Search code examples
c#.netgarbage-collectionclr

What is the priority of deleting(collect) objects in WeakReference by garbage collector?


I am new to C# and am currently learning about the Garbage Collector. Specifically I am now learning about the WeakReference class.

The example below is from MSDN's documentation on WeakReference.

using System;
using System.Collections.Generic;

public class Program
{
    public static void Main()
    {
        // Create the cache.
        int cacheSize = 50;
        Random r = new Random();
        Cache c = new Cache(cacheSize);

        string DataName = "";
        GC.Collect(0);

        // Randomly access objects in the cache.
        for (int i = 0; i < c.Count; i++) {
            int index = r.Next(c.Count);

            // Access the object by getting a property value.
            DataName = c[index].Name;
        }
        // Show results.
        double regenPercent = c.RegenerationCount/(double)c.Count;
        Console.WriteLine($"Cache size: {c.Count}, Regenerated: {regenPercent:P0}");
    }
}

public class Cache
{
    // Dictionary to contain the cache.
    static Dictionary<int, WeakReference> _cache;

    // Track the number of times an object is regenerated.
    int regenCount = 0;

    public Cache(int count)
    {
        _cache = new Dictionary<int, WeakReference>();

        // Add objects with a short weak reference to the cache.
       for (int i = 0; i < count; i++) {
            _cache.Add(i, new WeakReference(new Data(i), false));
        }
    }

    // Number of items in the cache.
    public int Count
    {
        get {  return _cache.Count; }
    }

    // Number of times an object needs to be regenerated.
    public int RegenerationCount
    {
        get { return regenCount; }
    }

    // Retrieve a data object from the cache.
    public Data this[int index]
    {
        get {
            Data d = _cache[index].Target as Data;
            if (d == null) {
                // If the object was reclaimed, generate a new one.
                Console.WriteLine("Regenerate object at {0}: Yes", index);
                d = new Data(index);
                _cache[index].Target = d;
                regenCount++;
            }
            else {
                // Object was obtained with the weak reference.
                Console.WriteLine("Regenerate object at {0}: No", index);
            }

            return d;
       }
    }
}

// This class creates byte arrays to simulate data.
public class Data
{
    private byte[] _data;
    private string _name;

    public Data(int size)
    {
        _data = new byte[size * 1024];
        _name = size.ToString();
    }

    // Simple property.
    public string Name
    {
        get { return _name; }
    }
}
// Example of the last lines of the output:
//
// ...
// Regenerate object at 36: Yes
// Regenerate object at 8: Yes
// Regenerate object at 21: Yes
// Regenerate object at 4: Yes
// Regenerate object at 38: No
// Regenerate object at 7: Yes
// Regenerate object at 2: Yes
// Regenerate object at 43: Yes
// Regenerate object at 38: No
// Cache size: 50, Regenerated: 94%

How does the Garbage Collector prioritize which WeakReference objects it is going to collect? Why did the GC choose to remove 94% of the objects from the cache and keep only 6%?


Solution

  • WeakReferences allow the references object to be garbage collected. And the garbage collector will collect all collectable objects in the generation it is collecting.

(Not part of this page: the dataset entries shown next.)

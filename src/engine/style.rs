use serde_json::Value;

use crate::models::component::StyleMap;

/// Numeric values for these keys are emitted bare; everything else numeric
/// gets a `px` suffix.
const UNITLESS_KEYS: [&str; 4] = ["fontWeight", "lineHeight", "opacity", "zIndex"];

/// Flattens a style map into `property: value; ` declarations ready for an
/// inline `style` attribute. Keys are walked in insertion order; the
/// `paddingX`/`paddingY` shorthands expand in place into their physical
/// padding properties and never appear literally. Malformed values are
/// skipped, never an error.
pub fn normalize(styles: &StyleMap) -> String {
    let mut css = String::new();
    for (key, value) in styles.iter() {
        match key.as_str() {
            "paddingX" => {
                if let Value::Number(n) = value {
                    push_decl(&mut css, "padding-left", &format!("{}px", n));
                    push_decl(&mut css, "padding-right", &format!("{}px", n));
                }
            }
            "paddingY" => {
                if let Value::Number(n) = value {
                    push_decl(&mut css, "padding-top", &format!("{}px", n));
                    push_decl(&mut css, "padding-bottom", &format!("{}px", n));
                }
            }
            _ => match value {
                Value::String(s) => push_decl(&mut css, &to_kebab_case(key), s),
                Value::Number(n) => {
                    let rendered = if UNITLESS_KEYS.contains(&key.as_str()) {
                        n.to_string()
                    } else {
                        format!("{}px", n)
                    };
                    push_decl(&mut css, &to_kebab_case(key), &rendered);
                }
                _ => {}
            },
        }
    }
    css
}

fn push_decl(css: &mut String, property: &str, value: &str) {
    css.push_str(property);
    css.push_str(": ");
    css.push_str(value);
    css.push_str("; ");
}

fn to_kebab_case(key: &str) -> String {
    let mut out = String::with_capacity(key.len() + 2);
    for ch in key.chars() {
        if ch.is_ascii_uppercase() {
            out.push('-');
            out.push(ch.to_ascii_lowercase());
        } else {
            out.push(ch);
        }
    }
    out
}

#[cfg(test)]
mod tests {
    use super::*;
    use serde_json::json;

    fn styles(raw: serde_json::Value) -> StyleMap {
        serde_json::from_value(raw).unwrap()
    }

    #[test]
    fn empty_map_normalizes_to_empty_string() {
        assert_eq!(normalize(&StyleMap::default()), "");
    }

    #[test]
    fn padding_x_expands_to_physical_properties() {
        let css = normalize(&styles(json!({ "paddingX": 10 })));
        assert!(css.contains("padding-left: 10px; "));
        assert!(css.contains("padding-right: 10px; "));
        assert!(!css.contains("paddingX"));
    }

    #[test]
    fn padding_y_expands_to_physical_properties() {
        let css = normalize(&styles(json!({ "paddingY": 8 })));
        assert_eq!(css, "padding-top: 8px; padding-bottom: 8px; ");
    }

    #[test]
    fn unitless_keys_stay_bare() {
        assert_eq!(
            normalize(&styles(json!({ "fontWeight": 700 }))),
            "font-weight: 700; "
        );
        assert_eq!(
            normalize(&styles(json!({ "lineHeight": 1.5, "opacity": 0.8, "zIndex": 3 }))),
            "line-height: 1.5; opacity: 0.8; z-index: 3; "
        );
    }

    #[test]
    fn numeric_values_get_px() {
        assert_eq!(
            normalize(&styles(json!({ "fontSize": 16 }))),
            "font-size: 16px; "
        );
    }

    #[test]
    fn string_values_pass_through_verbatim() {
        assert_eq!(
            normalize(&styles(json!({ "backgroundColor": "#3B82F6", "width": "100%" }))),
            "background-color: #3B82F6; width: 100%; "
        );
    }

    #[test]
    fn insertion_order_is_preserved_with_inline_expansion() {
        let css = normalize(&styles(json!({ "backgroundColor": "#3B82F6", "paddingX": 20 })));
        assert_eq!(
            css,
            "background-color: #3B82F6; padding-left: 20px; padding-right: 20px; "
        );
    }

    #[test]
    fn malformed_values_are_skipped() {
        let css = normalize(&styles(json!({
            "paddingX": "not-a-number",
            "border": null,
            "margin": [1, 2],
            "color": "#111"
        })));
        assert_eq!(css, "color: #111; ");
    }

    #[test]
    fn normalize_is_repeatable() {
        let map = styles(json!({ "paddingY": 12, "fontWeight": 600, "color": "#222" }));
        assert_eq!(normalize(&map), normalize(&map));
    }
}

    My guess is that some of the object has been promoted to gen 1/2 when the call to GC.Collect(0) occur. If you replace it with GC.Collect(2) I would expect no objects to be left alive.

    WeakReference is not typically a great idea for caching. I avoid it, and use strong reference when I want to cache something. Usually in combination with some way to estimate memory usage to be able to set a upper memory limit. Memory is often plentiful nowdays, so reducing memory usage is of limited importance.

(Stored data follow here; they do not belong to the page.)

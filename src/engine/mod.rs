pub mod render;
pub mod sender;
pub mod style;
pub mod templating;

pub use render::{render_document, render_node};
pub use sender::{run_campaign, SenderError};
pub use style::normalize;
pub use templating::substitute;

    There is also the related concept of memory pooling, this can be used to reduce gen 2 GCs when using large memory buffers.

    Edit:

    Simplified your example a bit:

        static void Main(string[] args)
        {
            for (int i = 0; i < 100; i++)
            {
                GC.TryStartNoGCRegion(10000000);
                var cache = new Cache(50);
                Console.Write("Objects alive Before: " + cache.CountObjectsAlive());
                GC.EndNoGCRegion();
                GC.Collect(2, GCCollectionMode.Forced);
                Console.WriteLine("\tAfter : " + cache.CountObjectsAlive());
            }
            Console.ReadKey();
        }
    
    public class Cache
    {
        // Dictionary to contain the cache.
        Dictionary<int, WeakReference> _cache = new Dictionary<int, WeakReference>();
    
        public Cache(int count)
        {
            // Add objects with a short weak reference to the cache.
            for (int i = 0; i < count; i++)
            {
                _cache.Add(i, new WeakReference(new byte[i * 1024], false));
            }
        }
        public int CountObjectsAlive() => _cache.Values.Count(v => v.Target != null);
    }
    

    This consistently gives 50 objects alive before GC and 0 objects alive after. Note the usage of TryStartNoGCRegion to prevent GC from running while creating the objects. If I change the program to ensure some objects are promoted to gen 1/2 and only collect gen 0, I get some surviving objects.

    So I would say my point still stands. GC will collect all objects in the generation it collects. And you are probably better of not messing with WeakReferences unless you have some specific use case.